### WHAT IS EXPECTED
Give only the number of lines in these records that include "General".

### Collected data entries
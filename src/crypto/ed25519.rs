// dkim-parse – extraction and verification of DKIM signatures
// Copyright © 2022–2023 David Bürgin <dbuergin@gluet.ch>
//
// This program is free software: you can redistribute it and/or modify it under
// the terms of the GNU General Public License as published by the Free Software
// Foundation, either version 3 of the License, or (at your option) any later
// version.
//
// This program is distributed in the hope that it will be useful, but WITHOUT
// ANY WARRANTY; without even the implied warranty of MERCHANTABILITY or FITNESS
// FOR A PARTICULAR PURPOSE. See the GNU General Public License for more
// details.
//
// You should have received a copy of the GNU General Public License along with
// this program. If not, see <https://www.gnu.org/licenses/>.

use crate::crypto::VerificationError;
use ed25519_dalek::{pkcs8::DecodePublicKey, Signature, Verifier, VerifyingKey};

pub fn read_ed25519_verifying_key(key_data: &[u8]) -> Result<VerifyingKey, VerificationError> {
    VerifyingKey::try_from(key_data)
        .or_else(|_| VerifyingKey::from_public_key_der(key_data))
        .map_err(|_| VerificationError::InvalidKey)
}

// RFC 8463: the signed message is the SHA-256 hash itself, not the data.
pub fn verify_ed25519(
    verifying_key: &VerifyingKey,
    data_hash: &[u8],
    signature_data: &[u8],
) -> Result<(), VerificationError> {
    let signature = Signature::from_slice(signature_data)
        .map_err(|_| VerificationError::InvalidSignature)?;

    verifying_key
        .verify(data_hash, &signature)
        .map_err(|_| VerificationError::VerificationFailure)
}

### SOLUTION TO THE EXERCISE
3